An improved three-dimensional quantitative spectral data-activity relationship (3D-QSDAR) methodology was used to build and validate models relating the activity of 130 estrogen receptor binders to specific structural features. In 3D-QSDAR, each compound is represented by a unique fingerprint constructed from (13)C chemical shift pairs and associated interatomic distances. Grids of different granularity can be used to partition the abstract fingerprint space into congruent "bins" for which the optimal size was previously unexplored. For this purpose, the endocrine disruptor knowledge base data were used to generate 50 3D-QSDAR models with bins ranging in size from 2 ppm × 2 ppm × 0.5 Å to 20 ppm × 20 ppm × 2.5 Å, each of which was validated using 100 training/test set partitions. Best average predictivity in terms of R(2)test was achieved at 10 ppm ×10 ppm × Z Å (Z = 0.5, ..., 2.5 Å). It was hypothesized that this optimum depends on the chemical shifts' estimation error (±4.13 ppm) and the precision of the calculated interatomic distances. The highest ranked bins from partial least-squares weights were found to be associated with structural features known to be essential for binding to the estrogen receptor.
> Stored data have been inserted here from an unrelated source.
//! Plain types shared by every layer: identifiers, request descriptions and
//! the request error taxonomy.

pub mod error;
pub mod id;
pub mod request;

pub use error::{DataError, NetworkError, RequestError};
pub use id::{ListenerId, SessionId, Topic};
pub use request::{
    FetchRequest, PayloadProvider, Priority, SendRequest, TopicEvent, UploadRequest, Validator,
};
一种改进的三维定量光谱数据-活性关系(3D-QSDAR)方法被用于建立和验证将 130 种雌激素受体结合物的活性与特定结构特征相关联的模型。在 3D-QSDAR 中,每个化合物都由一个独特的指纹表示,该指纹由(13)C 化学位移对和相关原子间距离构建而成。可以使用不同粒度的网格将抽象指纹空间划分为一致的“箱”,而之前尚未探索过最佳的箱大小。为此,利用内分泌干扰物知识库数据生成了 50 个 3D-QSDAR 模型,其箱大小范围从 2 ppm×2 ppm×0.5 Å 到 20 ppm×20 ppm×2.5 Å,每个模型都使用 100 个训练/测试集分区进行验证。在 R(2)test 方面,最佳平均预测性是在 10 ppm×10 ppm×Z Å(Z = 0.5,…,2.5 Å)处实现的。据推测,这种最佳值取决于化学位移的估计误差(±4.13 ppm)和计算原子间距离的精度。从偏最小二乘权重中排名最高的箱被发现与已知对与雌激素受体结合至关重要的结构特征相关。